Pull every line that holds the word "powi" from the entries.

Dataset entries

——

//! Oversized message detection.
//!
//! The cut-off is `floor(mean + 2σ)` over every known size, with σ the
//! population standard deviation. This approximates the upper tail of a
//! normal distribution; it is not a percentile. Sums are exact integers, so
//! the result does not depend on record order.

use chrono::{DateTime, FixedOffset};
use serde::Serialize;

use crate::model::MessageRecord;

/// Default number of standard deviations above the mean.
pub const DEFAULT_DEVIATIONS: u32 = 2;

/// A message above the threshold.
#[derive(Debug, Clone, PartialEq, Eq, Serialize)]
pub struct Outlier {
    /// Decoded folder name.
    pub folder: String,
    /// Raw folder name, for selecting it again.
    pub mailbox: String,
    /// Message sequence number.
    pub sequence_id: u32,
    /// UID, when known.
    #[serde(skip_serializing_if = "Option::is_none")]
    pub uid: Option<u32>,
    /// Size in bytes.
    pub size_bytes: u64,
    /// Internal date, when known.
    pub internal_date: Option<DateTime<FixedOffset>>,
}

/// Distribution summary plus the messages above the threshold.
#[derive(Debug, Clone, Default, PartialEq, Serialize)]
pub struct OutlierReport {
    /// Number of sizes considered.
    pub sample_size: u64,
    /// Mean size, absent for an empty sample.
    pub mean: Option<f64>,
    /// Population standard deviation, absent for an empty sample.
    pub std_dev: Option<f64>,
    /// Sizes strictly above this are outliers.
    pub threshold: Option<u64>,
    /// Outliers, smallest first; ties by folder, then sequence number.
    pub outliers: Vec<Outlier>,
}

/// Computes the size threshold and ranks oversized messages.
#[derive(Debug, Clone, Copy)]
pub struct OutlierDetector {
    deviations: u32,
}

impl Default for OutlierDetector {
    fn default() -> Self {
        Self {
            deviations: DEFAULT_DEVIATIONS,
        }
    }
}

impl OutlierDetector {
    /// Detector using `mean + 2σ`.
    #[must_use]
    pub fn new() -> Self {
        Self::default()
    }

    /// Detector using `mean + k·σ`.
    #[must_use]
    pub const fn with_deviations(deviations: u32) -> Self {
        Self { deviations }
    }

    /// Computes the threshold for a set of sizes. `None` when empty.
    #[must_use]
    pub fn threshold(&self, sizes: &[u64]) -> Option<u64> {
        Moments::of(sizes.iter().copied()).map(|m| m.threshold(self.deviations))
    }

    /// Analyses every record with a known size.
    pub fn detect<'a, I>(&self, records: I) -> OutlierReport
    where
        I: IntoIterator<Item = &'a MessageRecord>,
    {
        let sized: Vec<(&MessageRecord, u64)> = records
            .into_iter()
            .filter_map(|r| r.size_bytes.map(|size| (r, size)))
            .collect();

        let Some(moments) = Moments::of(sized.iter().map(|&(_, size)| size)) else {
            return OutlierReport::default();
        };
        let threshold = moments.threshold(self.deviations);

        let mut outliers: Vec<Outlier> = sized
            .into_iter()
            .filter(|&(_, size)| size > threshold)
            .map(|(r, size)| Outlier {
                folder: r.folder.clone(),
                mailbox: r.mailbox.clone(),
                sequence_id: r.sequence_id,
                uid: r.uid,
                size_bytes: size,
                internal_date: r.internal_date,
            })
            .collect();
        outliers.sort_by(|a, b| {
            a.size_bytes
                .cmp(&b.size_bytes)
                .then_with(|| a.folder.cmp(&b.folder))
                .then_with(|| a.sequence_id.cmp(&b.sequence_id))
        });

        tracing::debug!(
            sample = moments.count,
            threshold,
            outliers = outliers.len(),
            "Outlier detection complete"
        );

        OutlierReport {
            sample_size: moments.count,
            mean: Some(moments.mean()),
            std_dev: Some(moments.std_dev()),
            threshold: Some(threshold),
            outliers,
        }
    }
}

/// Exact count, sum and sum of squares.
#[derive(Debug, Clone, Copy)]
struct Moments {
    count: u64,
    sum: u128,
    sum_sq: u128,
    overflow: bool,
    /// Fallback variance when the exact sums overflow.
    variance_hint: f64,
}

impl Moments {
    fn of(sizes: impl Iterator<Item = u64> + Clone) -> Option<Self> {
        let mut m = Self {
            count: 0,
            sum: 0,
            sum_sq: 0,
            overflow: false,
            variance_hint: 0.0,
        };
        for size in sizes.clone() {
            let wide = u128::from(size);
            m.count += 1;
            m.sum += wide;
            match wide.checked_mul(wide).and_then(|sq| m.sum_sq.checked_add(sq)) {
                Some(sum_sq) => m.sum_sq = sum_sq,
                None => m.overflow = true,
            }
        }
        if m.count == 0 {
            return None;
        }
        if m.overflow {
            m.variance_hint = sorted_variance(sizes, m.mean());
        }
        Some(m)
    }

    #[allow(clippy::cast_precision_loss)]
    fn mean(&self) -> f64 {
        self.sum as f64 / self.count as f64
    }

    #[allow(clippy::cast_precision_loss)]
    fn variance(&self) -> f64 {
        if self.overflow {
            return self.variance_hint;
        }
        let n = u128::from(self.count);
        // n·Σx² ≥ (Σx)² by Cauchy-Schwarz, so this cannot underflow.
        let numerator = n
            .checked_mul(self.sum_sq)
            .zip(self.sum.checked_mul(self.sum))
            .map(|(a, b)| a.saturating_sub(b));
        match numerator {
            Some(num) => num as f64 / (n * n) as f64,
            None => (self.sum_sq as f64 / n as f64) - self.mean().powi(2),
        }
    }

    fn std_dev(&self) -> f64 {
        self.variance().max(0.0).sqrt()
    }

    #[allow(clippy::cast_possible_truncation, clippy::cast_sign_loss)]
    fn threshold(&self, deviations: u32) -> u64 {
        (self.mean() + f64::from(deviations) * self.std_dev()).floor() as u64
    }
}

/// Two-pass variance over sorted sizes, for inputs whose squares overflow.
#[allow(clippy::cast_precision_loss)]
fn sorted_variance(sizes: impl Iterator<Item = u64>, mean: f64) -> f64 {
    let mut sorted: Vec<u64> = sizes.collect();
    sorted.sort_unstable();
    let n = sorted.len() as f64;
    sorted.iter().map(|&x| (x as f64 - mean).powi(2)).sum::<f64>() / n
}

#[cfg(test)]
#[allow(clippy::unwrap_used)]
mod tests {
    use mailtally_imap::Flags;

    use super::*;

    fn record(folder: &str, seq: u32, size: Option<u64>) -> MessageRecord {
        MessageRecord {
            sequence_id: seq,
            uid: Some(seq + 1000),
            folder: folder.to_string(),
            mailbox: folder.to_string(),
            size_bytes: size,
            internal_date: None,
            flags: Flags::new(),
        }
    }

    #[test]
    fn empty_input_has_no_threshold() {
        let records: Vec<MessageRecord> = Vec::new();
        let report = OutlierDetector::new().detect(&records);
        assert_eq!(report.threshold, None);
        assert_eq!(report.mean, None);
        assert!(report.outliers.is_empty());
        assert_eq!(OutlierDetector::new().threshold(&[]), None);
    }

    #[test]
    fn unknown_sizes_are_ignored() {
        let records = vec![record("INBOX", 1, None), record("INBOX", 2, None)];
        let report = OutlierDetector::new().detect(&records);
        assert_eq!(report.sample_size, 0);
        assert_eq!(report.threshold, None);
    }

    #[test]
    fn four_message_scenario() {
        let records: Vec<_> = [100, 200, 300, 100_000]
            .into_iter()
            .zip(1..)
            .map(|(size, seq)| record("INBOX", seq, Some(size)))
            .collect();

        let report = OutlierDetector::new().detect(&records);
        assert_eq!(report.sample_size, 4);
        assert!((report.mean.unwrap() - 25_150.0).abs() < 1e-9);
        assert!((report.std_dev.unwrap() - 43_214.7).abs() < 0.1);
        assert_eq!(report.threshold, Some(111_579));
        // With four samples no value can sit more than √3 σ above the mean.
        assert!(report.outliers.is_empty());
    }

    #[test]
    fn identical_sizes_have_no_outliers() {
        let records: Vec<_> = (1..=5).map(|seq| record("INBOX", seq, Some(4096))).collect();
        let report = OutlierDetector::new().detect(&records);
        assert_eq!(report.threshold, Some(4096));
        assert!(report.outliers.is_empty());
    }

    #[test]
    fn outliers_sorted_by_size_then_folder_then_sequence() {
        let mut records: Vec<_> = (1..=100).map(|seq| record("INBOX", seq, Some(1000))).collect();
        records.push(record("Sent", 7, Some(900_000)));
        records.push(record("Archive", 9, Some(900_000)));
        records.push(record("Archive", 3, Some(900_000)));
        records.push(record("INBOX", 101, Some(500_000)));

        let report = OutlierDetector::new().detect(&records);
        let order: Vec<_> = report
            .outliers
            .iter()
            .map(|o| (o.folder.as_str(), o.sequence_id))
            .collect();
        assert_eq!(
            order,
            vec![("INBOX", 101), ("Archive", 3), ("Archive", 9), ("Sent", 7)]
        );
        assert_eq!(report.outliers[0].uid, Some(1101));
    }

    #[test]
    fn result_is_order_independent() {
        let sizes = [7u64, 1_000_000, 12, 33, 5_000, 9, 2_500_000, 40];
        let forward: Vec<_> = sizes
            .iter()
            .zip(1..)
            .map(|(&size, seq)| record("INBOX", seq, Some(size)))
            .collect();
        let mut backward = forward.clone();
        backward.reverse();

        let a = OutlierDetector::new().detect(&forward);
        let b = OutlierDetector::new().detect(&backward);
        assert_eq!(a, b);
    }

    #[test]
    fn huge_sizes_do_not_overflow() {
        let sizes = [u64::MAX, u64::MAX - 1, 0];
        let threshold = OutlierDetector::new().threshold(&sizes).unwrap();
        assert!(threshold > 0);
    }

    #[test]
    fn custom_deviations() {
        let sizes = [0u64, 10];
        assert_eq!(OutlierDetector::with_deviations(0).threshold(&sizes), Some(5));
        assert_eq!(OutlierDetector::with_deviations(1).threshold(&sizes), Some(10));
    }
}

——

● Answer section
            None => (self.sum_sq as f64 / n as f64) - self.mean().powi(2),
    sorted.iter().map(|&x| (x as f64 - mean).powi(2)).sum::<f64>() / n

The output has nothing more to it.